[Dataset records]
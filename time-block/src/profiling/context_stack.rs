//! Per-execution-context label stacks
//!
//! A context is, in order of preference: the measured future currently being
//! polled (set up by `fork` and `within`), the running tokio task, or the OS
//! thread. Each context owns one stack, created lazily as `[root_label]` and
//! dropped again once its last scope has exited. Stacks live in a sharded map
//! keyed by context, so contexts never see each other's labels. Futures that
//! are joined or selected inside one task still get a stack each, and a task
//! keeps its stack when the runtime moves it to another worker thread.

use dashmap::DashMap;
use rustc_hash::FxHasher;
use serde::{Deserialize, Serialize};
use std::{
    cell::Cell,
    future::Future,
    hash::{Hash, Hasher},
    sync::atomic::{AtomicU64, Ordering},
};
use tracing::error;

use super::stats_store::{CallPath, PATH_SEPARATOR};

static NEXT_THREAD_SLOT: AtomicU64 = AtomicU64::new(1);
static NEXT_FORK: AtomicU64 = AtomicU64::new(1);

thread_local! {
    static THREAD_SLOT: Cell<u64> = const { Cell::new(0) };
}

tokio::task_local! {
    static FORKED_CONTEXT: u64;
}

/// Identity of a logical line of execution.
#[derive(Debug, Clone, Copy, PartialEq, Eq, Hash, Serialize, Deserialize)]
pub enum ContextKey {
    /// A plain OS thread, numbered in order of first use
    Thread(u64),
    /// A tokio task, by a hash of its runtime-wide id
    Task(u64),
    /// One measured future, forked from whichever context first polled it
    Fork(u64),
}

impl ContextKey {
    /// Resolve the calling context. Outside a measured future or a tokio
    /// task this falls back to the thread bucket.
    pub fn current() -> Self {
        if let Ok(id) = FORKED_CONTEXT.try_with(|id| *id) {
            return Self::Fork(id);
        }
        match tokio::task::try_id() {
            Some(id) => Self::Task(task_slot(id)),
            None => Self::Thread(thread_slot()),
        }
    }
}

fn thread_slot() -> u64 {
    THREAD_SLOT.with(|slot| {
        if slot.get() == 0 {
            slot.set(NEXT_THREAD_SLOT.fetch_add(1, Ordering::Relaxed));
        }
        slot.get()
    })
}

fn task_slot(id: tokio::task::Id) -> u64 {
    let mut hasher = FxHasher::default();
    id.hash(&mut hasher);
    hasher.finish()
}

/// Poll `fut` with `key` as its context. Non-fork keys run `fut` unchanged.
pub fn within<F: Future>(key: ContextKey, fut: F) -> impl Future<Output = F::Output> {
    let id = match key {
        ContextKey::Fork(id) => Some(id),
        ContextKey::Thread(_) | ContextKey::Task(_) => None,
    };
    async move {
        match id {
            Some(id) => FORKED_CONTEXT.scope(id, fut).await,
            None => fut.await,
        }
    }
}

/// Name of the running tokio task, if any.
pub fn current_task_name() -> Option<String> {
    tokio::task::try_id().map(|id| format!("Task-{id}"))
}

/// Serializable copy of one live stack.
#[derive(Debug, Clone, PartialEq, Eq, Serialize, Deserialize)]
pub struct StackEntry {
    pub context: ContextKey,
    pub labels: Vec<String>,
}

/// Map from context to its label stack.
#[derive(Debug)]
pub struct ContextStacks {
    stacks: DashMap<ContextKey, Vec<String>>,
    root_label: String,
    root_from_task: bool,
}

impl ContextStacks {
    pub fn new<S: Into<String>>(root_label: S, root_from_task: bool) -> Self {
        Self {
            stacks: DashMap::new(),
            root_label: root_label.into(),
            root_from_task,
        }
    }

    pub fn root_label(&self) -> &str {
        &self.root_label
    }

    fn initial_stack(&self) -> Vec<String> {
        let root = if self.root_from_task {
            current_task_name().unwrap_or_else(|| self.root_label.clone())
        } else {
            self.root_label.clone()
        };
        vec![root]
    }

    /// Push `label` onto the calling context's stack.
    ///
    /// Returns the resolved context, which the matching `pop` must use, and
    /// the whole stack joined for display (root included).
    pub fn push(&self, label: &str) -> (ContextKey, String) {
        let key = ContextKey::current();
        (key, self.push_to(key, label))
    }

    /// Push `label` onto `key`'s stack and return the joined stack.
    pub fn push_to(&self, key: ContextKey, label: &str) -> String {
        let mut stack = self
            .stacks
            .entry(key)
            .or_insert_with(|| self.initial_stack());
        stack.push(label.to_string());
        stack.join(PATH_SEPARATOR)
    }

    /// Open a new context whose stack starts as a copy of the caller's.
    ///
    /// Run the forked work through [`within`] and drop the context with
    /// [`release`](Self::release) once it is done.
    pub fn fork(&self) -> ContextKey {
        let base = self.current();
        let key = ContextKey::Fork(NEXT_FORK.fetch_add(1, Ordering::Relaxed));
        self.stacks.insert(key, base);
        key
    }

    pub fn release(&self, key: ContextKey) {
        self.stacks.remove(&key);
    }

    /// The recorded path of `key`'s stack: every label but the root.
    pub fn path(&self, key: ContextKey) -> CallPath {
        self.stacks
            .get(&key)
            .map(|stack| CallPath::new(stack.iter().skip(1).cloned()))
            .unwrap_or_default()
    }

    /// Pop `label` from `key`'s stack.
    ///
    /// # Panics
    /// If `label` is not on top. Scopes closed out of order are a bug in the
    /// caller; while already unwinding the mismatch is only logged.
    pub fn pop(&self, key: ContextKey, label: &str) {
        let top = match self.stacks.get_mut(&key) {
            Some(mut stack) if stack.len() > 1 => stack.pop(),
            _ => None,
        };
        self.stacks.remove_if(&key, |_, stack| stack.len() <= 1);

        if top.as_deref() != Some(label) {
            if std::thread::panicking() {
                error!("scope `{}` exited out of order (top was {:?})", label, top);
            } else {
                panic!("scope `{label}` exited out of order (top was {top:?})");
            }
        }
    }

    /// Labels of the calling context's stack, root included.
    pub fn current(&self) -> Vec<String> {
        self.stacks
            .get(&ContextKey::current())
            .map(|stack| stack.value().clone())
            .unwrap_or_else(|| self.initial_stack())
    }

    /// Copy of every live stack.
    pub fn snapshot(&self) -> Vec<StackEntry> {
        self.stacks
            .iter()
            .map(|entry| StackEntry {
                context: *entry.key(),
                labels: entry.value().clone(),
            })
            .collect()
    }

    /// Replace all stacks with `entries`.
    pub fn restore(&self, entries: Vec<StackEntry>) {
        self.stacks.clear();
        for entry in entries {
            self.stacks.insert(entry.context, entry.labels);
        }
    }

    /// Number of contexts with an open scope.
    pub fn active_contexts(&self) -> usize {
        self.stacks.len()
    }
}
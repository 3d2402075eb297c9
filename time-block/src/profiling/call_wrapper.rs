//! Measuring whole function calls
//!
//! A [`Call`] describes one invocation (function name plus rendered
//! arguments); [`Decor`] runs the body under a scope labelled with it.
//! Use [`fn_call!`](crate::fn_call) to build a `Call` named after the
//! enclosing function.

use std::{collections::BTreeMap, fmt::Debug, future::Future};

use super::{scope::ScopeGuard, time_block::TimeBlock};
use crate::config::ScopeOptions;

/// One function invocation, as shown in scope labels.
#[derive(Debug, Clone, Default, PartialEq, Eq)]
pub struct Call {
    name: String,
    args: Vec<String>,
    kwargs: BTreeMap<String, String>,
}

impl Call {
    pub fn new<S: Into<String>>(name: S) -> Self {
        Self {
            name: name.into(),
            ..Self::default()
        }
    }

    /// Append a positional argument, rendered with `Debug`.
    #[must_use]
    pub fn arg<T: Debug + ?Sized>(mut self, value: &T) -> Self {
        self.args.push(format!("{value:?}"));
        self
    }

    /// Add a keyword argument, rendered as `key=value`.
    #[must_use]
    pub fn kwarg<K: Into<String>, T: Debug + ?Sized>(mut self, key: K, value: &T) -> Self {
        self.kwargs.insert(key.into(), format!("{value:?}"));
        self
    }

    pub fn name(&self) -> &str {
        &self.name
    }

    /// `(a, b, k=v)`: positional arguments first, then keywords by key.
    pub fn rendered_args(&self) -> String {
        let rendered: Vec<String> = self
            .args
            .iter()
            .cloned()
            .chain(self.kwargs.iter().map(|(k, v)| format!("{k}={v}")))
            .collect();
        format!("({})", rendered.join(", "))
    }

    /// Scope label: the bare name, or name plus arguments.
    pub fn label(&self, print_args: bool) -> String {
        if print_args {
            format!("{}{}", self.name, self.rendered_args())
        } else {
            self.name.clone()
        }
    }
}

/// Runs calls under scopes with fixed options.
#[derive(Clone, Copy)]
pub struct Decor<'a> {
    tb: &'a TimeBlock,
    options: ScopeOptions,
}

impl<'a> Decor<'a> {
    pub(crate) fn new(tb: &'a TimeBlock, options: ScopeOptions) -> Self {
        Self { tb, options }
    }

    pub fn options(&self) -> ScopeOptions {
        self.options
    }

    fn open(&self, call: &Call) -> ScopeGuard<'a> {
        self.tb
            .enter_with(call.label(self.options.print_args), self.options)
    }

    pub fn call<R, F: FnOnce() -> R>(&self, call: Call, f: F) -> R {
        let _guard = self.open(&call);
        f()
    }

    pub fn try_call<T, E, F>(&self, call: Call, f: F) -> Result<T, E>
    where
        F: FnOnce() -> Result<T, E>,
    {
        let mut guard = self.open(&call);
        let out = f();
        if out.is_err() {
            guard.mark_failed();
        }
        out
    }

    /// Measure an async call from its first poll to completion, in a
    /// context of its own.
    pub async fn acall<F: Future>(&self, call: Call, fut: F) -> F::Output {
        self.tb
            .actx_with(call.label(self.options.print_args), self.options, fut)
            .await
    }

    pub async fn try_acall<F, T, E>(&self, call: Call, fut: F) -> Result<T, E>
    where
        F: Future<Output = Result<T, E>>,
    {
        self.tb
            .try_actx_with(call.label(self.options.print_args), self.options, fut)
            .await
    }

    /// Wrap `f` once; every call of the result is measured as `name`.
    pub fn wrap<S, R, F>(self, name: S, f: F) -> impl Fn() -> R
    where
        S: Into<String>,
        F: Fn() -> R + 'a,
    {
        let name = name.into();
        move || self.call(Call::new(name.as_str()), &f)
    }

    /// Like [`wrap`](Self::wrap) for one-argument functions. The argument
    /// is part of the label when `print_args` is on.
    pub fn wrap_arg<S, A, R, F>(self, name: S, f: F) -> impl Fn(A) -> R
    where
        S: Into<String>,
        A: Debug,
        F: Fn(A) -> R + 'a,
    {
        let name = name.into();
        move |arg| {
            let call = Call::new(name.as_str()).arg(&arg);
            self.call(call, || f(arg))
        }
    }
}
use chrono::{Duration, NaiveDate, NaiveDateTime};
use serde::{Deserialize, Serialize};

use crate::pagination::Pagination;

/// Lifecycle states for a studio order.
#[derive(Debug, Serialize, Deserialize, Clone, Copy, PartialEq, Eq)]
#[serde(rename_all = "snake_case")]
pub enum OrderStatus {
    /// Order has been taken but work has not started.
    Pending,
    /// Order is currently being produced.
    InProgress,
    /// Order has been delivered; completing it settles loyalty points once.
    Completed,
    /// Order was called off and should not be processed further.
    Canceled,
}

impl Default for OrderStatus {
    fn default() -> Self {
        Self::Pending
    }
}

impl OrderStatus {
    /// Whether the order still counts as open work.
    pub fn is_open(self) -> bool {
        matches!(self, Self::Pending | Self::InProgress)
    }
}

impl From<&str> for OrderStatus {
    fn from(value: &str) -> Self {
        match value {
            "in_progress" => Self::InProgress,
            "completed" => Self::Completed,
            "canceled" => Self::Canceled,
            _ => Self::Pending,
        }
    }
}

impl From<OrderStatus> for &'static str {
    fn from(value: OrderStatus) -> Self {
        match value {
            OrderStatus::Pending => "pending",
            OrderStatus::InProgress => "in_progress",
            OrderStatus::Completed => "completed",
            OrderStatus::Canceled => "canceled",
        }
    }
}

/// Production priority assigned to an order.
#[derive(Debug, Serialize, Deserialize, Clone, Copy, PartialEq, Eq)]
#[serde(rename_all = "snake_case")]
pub enum OrderPriority {
    Normal,
    High,
    Urgent,
}

impl Default for OrderPriority {
    fn default() -> Self {
        Self::Normal
    }
}

impl From<&str> for OrderPriority {
    fn from(value: &str) -> Self {
        match value {
            "high" => Self::High,
            "urgent" => Self::Urgent,
            _ => Self::Normal,
        }
    }
}

impl From<OrderPriority> for &'static str {
    fn from(value: OrderPriority) -> Self {
        match value {
            OrderPriority::Normal => "normal",
            OrderPriority::High => "high",
            OrderPriority::Urgent => "urgent",
        }
    }
}

/// Monetary summary of an order in smallest currency units.
#[derive(Debug, Serialize, Clone, Copy, PartialEq, Eq)]
pub struct OrderTotals {
    /// Sum of line item subtotals.
    pub subtotal: i64,
    /// Subtotal minus discount, clamped at zero.
    pub total: i64,
    /// Total minus payments; negative means overpayment.
    pub balance: i64,
}

impl OrderTotals {
    /// Derive the total and balance from a subtotal, discount and payment.
    pub fn compute(subtotal: i64, discount: i64, payment: i64) -> Self {
        let total = (subtotal - discount).max(0);
        Self {
            subtotal,
            total,
            balance: total - payment,
        }
    }
}

/// One line of an order, owned by it.
#[derive(Debug, Serialize, Deserialize, Clone, PartialEq, Eq)]
pub struct OrderItem {
    /// Catalog product this line refers to.
    pub product_id: i32,
    pub quantity: i32,
    /// Price per unit snapshotted when the line was written.
    pub unit_price: i64,
    /// Stored `quantity * unit_price`.
    pub subtotal: i64,
}

/// Line item payload used on order create and edit.
#[derive(Debug, Clone, PartialEq, Eq)]
pub struct NewOrderItem {
    pub product_id: i32,
    pub quantity: i32,
    /// Price per unit snapshotted from the catalog by the caller.
    pub unit_price: i64,
}

impl NewOrderItem {
    pub fn new(product_id: i32, quantity: i32, unit_price: i64) -> Self {
        Self {
            product_id,
            quantity,
            unit_price,
        }
    }

    pub fn subtotal(&self) -> i64 {
        i64::from(self.quantity) * self.unit_price
    }
}

/// Sum of line subtotals for a submitted item set.
pub fn items_subtotal(items: &[NewOrderItem]) -> i64 {
    items.iter().map(NewOrderItem::subtotal).sum()
}

/// Domain representation of an order with its owned line items.
#[derive(Debug, Serialize, Deserialize, Clone)]
pub struct Order {
    /// Unique identifier of the order.
    pub id: i32,
    /// Customer the order belongs to.
    pub customer_id: i32,
    pub status: OrderStatus,
    pub priority: OrderPriority,
    pub description: Option<String>,
    /// Date the order was taken.
    pub order_date: NaiveDate,
    /// Delivery deadline as a day offset from `order_date`.
    pub delivery_days: i32,
    pub subtotal: i64,
    pub discount: i64,
    pub total: i64,
    /// Cumulative amount the customer has paid.
    pub payment: i64,
    pub balance: i64,
    pub items: Vec<OrderItem>,
    pub created_at: NaiveDateTime,
    pub updated_at: NaiveDateTime,
}

impl Order {
    /// Date the order is due for delivery.
    pub fn due_date(&self) -> NaiveDate {
        self.order_date + Duration::days(i64::from(self.delivery_days))
    }

    /// Whether the order is open and past its due date.
    pub fn is_delayed(&self, today: NaiveDate) -> bool {
        self.status.is_open() && self.due_date() < today
    }

    /// Whether the order is open and due within the next `days` days.
    pub fn is_due_within(&self, today: NaiveDate, days: i64) -> bool {
        if !self.status.is_open() {
            return false;
        }
        let remaining = (self.due_date() - today).num_days();
        (0..=days).contains(&remaining)
    }
}

/// Payload required to insert a new order with its items.
#[derive(Debug, Clone)]
pub struct NewOrder {
    pub customer_id: i32,
    pub status: OrderStatus,
    pub priority: OrderPriority,
    pub description: Option<String>,
    pub order_date: NaiveDate,
    pub delivery_days: i32,
    pub subtotal: i64,
    pub discount: i64,
    pub total: i64,
    pub payment: i64,
    pub balance: i64,
    pub items: Vec<NewOrderItem>,
    /// Timestamp captured when the payload was created.
    pub updated_at: NaiveDateTime,
}

impl NewOrder {
    /// Build an order payload, deriving the monetary summary from the items.
    #[must_use]
    pub fn new(
        customer_id: i32,
        order_date: NaiveDate,
        items: Vec<NewOrderItem>,
        discount: i64,
        payment: i64,
    ) -> Self {
        let totals = OrderTotals::compute(items_subtotal(&items), discount, payment);
        Self {
            customer_id,
            status: OrderStatus::default(),
            priority: OrderPriority::default(),
            description: None,
            order_date,
            delivery_days: 0,
            subtotal: totals.subtotal,
            discount,
            total: totals.total,
            payment,
            balance: totals.balance,
            items,
            updated_at: chrono::Utc::now().naive_utc(),
        }
    }

    /// Override the default status for the new order.
    #[must_use]
    pub fn with_status(mut self, status: OrderStatus) -> Self {
        self.status = status;
        self
    }

    /// Override the default priority for the new order.
    #[must_use]
    pub fn with_priority(mut self, priority: OrderPriority) -> Self {
        self.priority = priority;
        self
    }

    /// Attach a description to the order payload.
    #[must_use]
    pub fn with_description(mut self, description: impl Into<String>) -> Self {
        self.description = Some(description.into());
        self
    }

    /// Set the delivery deadline as a day offset from the order date.
    #[must_use]
    pub fn with_delivery_days(mut self, days: i32) -> Self {
        self.delivery_days = days;
        self
    }
}

/// Full field set applied when editing an order.
///
/// Edits rewrite the order row and replace the whole item set; the
/// monetary summary is derived from the submitted items.
#[derive(Debug, Clone)]
pub struct UpdateOrder {
    pub customer_id: i32,
    pub status: OrderStatus,
    pub priority: OrderPriority,
    pub description: Option<String>,
    pub order_date: NaiveDate,
    pub delivery_days: i32,
    pub subtotal: i64,
    pub discount: i64,
    pub total: i64,
    pub payment: i64,
    pub balance: i64,
    pub items: Vec<NewOrderItem>,
    /// Timestamp captured when the payload was created.
    pub updated_at: NaiveDateTime,
}

impl UpdateOrder {
    /// Build an edit payload, deriving the monetary summary from the items.
    #[must_use]
    pub fn new(
        customer_id: i32,
        order_date: NaiveDate,
        items: Vec<NewOrderItem>,
        discount: i64,
        payment: i64,
    ) -> Self {
        let totals = OrderTotals::compute(items_subtotal(&items), discount, payment);
        Self {
            customer_id,
            status: OrderStatus::default(),
            priority: OrderPriority::default(),
            description: None,
            order_date,
            delivery_days: 0,
            subtotal: totals.subtotal,
            discount,
            total: totals.total,
            payment,
            balance: totals.balance,
            items,
            updated_at: chrono::Utc::now().naive_utc(),
        }
    }

    /// Set the status the edit should leave the order in.
    #[must_use]
    pub fn with_status(mut self, status: OrderStatus) -> Self {
        self.status = status;
        self
    }

    /// Set the priority the edit should leave the order in.
    #[must_use]
    pub fn with_priority(mut self, priority: OrderPriority) -> Self {
        self.priority = priority;
        self
    }

    /// Attach a description to the edit payload.
    #[must_use]
    pub fn with_description(mut self, description: impl Into<String>) -> Self {
        self.description = Some(description.into());
        self
    }

    /// Set the delivery deadline as a day offset from the order date.
    #[must_use]
    pub fn with_delivery_days(mut self, days: i32) -> Self {
        self.delivery_days = days;
        self
    }
}

/// One entry of an order's status trail.
#[derive(Debug, Serialize, Deserialize, Clone)]
pub struct OrderStatusEntry {
    pub id: i32,
    pub order_id: i32,
    pub status: OrderStatus,
    pub changed_at: NaiveDateTime,
}

/// Query definition used to list orders.
#[derive(Debug, Clone, Default)]
pub struct OrderListQuery {
    /// Optional status filter.
    pub status: Option<OrderStatus>,
    /// Optional priority filter.
    pub priority: Option<OrderPriority>,
    /// Optional customer identifier filter.
    pub customer_id: Option<i32>,
    /// Optional search term matched against the description.
    pub search: Option<String>,
    /// Optional pagination options applied to the query.
    pub pagination: Option<Pagination>,
}

impl OrderListQuery {
    /// Construct a query that targets all orders.
    pub fn new() -> Self {
        Self::default()
    }

    /// Filter the results by the provided status.
    pub fn status(mut self, status: OrderStatus) -> Self {
        self.status = Some(status);
        self
    }

    /// Filter the results by the provided priority.
    pub fn priority(mut self, priority: OrderPriority) -> Self {
        self.priority = Some(priority);
        self
    }

    /// Filter the results by customer identifier.
    pub fn customer_id(mut self, customer_id: i32) -> Self {
        self.customer_id = Some(customer_id);
        self
    }

    /// Filter the results by a search term applied to the description.
    pub fn search(mut self, term: impl Into<String>) -> Self {
        self.search = Some(term.into());
        self
    }

    /// Apply pagination to the query with the given page number and page size.
    pub fn paginate(mut self, page: usize, per_page: usize) -> Self {
        self.pagination = Some(Pagination { page, per_page });
        self
    }
}
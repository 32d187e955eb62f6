use chrono::NaiveDateTime;
use diesel::prelude::*;

use crate::domain::referral::Referral as DomainReferral;

#[derive(Debug, Clone, Identifiable, Queryable, Selectable)]
#[diesel(table_name = crate::schema::referrals)]
pub struct Referral {
    pub id: i32,
    pub referrer_id: i32,
    pub referred_id: i32,
    pub status: String,
    pub created_at: NaiveDateTime,
}

#[derive(Insertable)]
#[diesel(table_name = crate::schema::referrals)]
pub struct NewReferral<'a> {
    pub referrer_id: i32,
    pub referred_id: i32,
    pub status: &'a str,
}

impl From<Referral> for DomainReferral {
    fn from(value: Referral) -> Self {
        Self {
            id: value.id,
            referrer_id: value.referrer_id,
            referred_id: value.referred_id,
            status: value.status.as_str().into(),
            created_at: value.created_at,
        }
    }
}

= Work request =
Start at the first line of the entries above. Set down each line exactly through the one with "use tracing::error;", and stop there.

= Written answer =
filename time-block/src/profiling/context_stack.rs
//! Per-execution-context label stacks
//!
//! A context is, in order of preference: the measured future currently being
//! polled (set up by `fork` and `within`), the running tokio task, or the OS
//! thread. Each context owns one stack, created lazily as `[root_label]` and
//! dropped again once its last scope has exited. Stacks live in a sharded map
//! keyed by context, so contexts never see each other's labels. Futures that
//! are joined or selected inside one task still get a stack each, and a task
//! keeps its stack when the runtime moves it to another worker thread.

use dashmap::DashMap;
use rustc_hash::FxHasher;
use serde::{Deserialize, Serialize};
use std::{
    cell::Cell,
    future::Future,
    hash::{Hash, Hasher},
    sync::atomic::{AtomicU64, Ordering},
};
use tracing::error;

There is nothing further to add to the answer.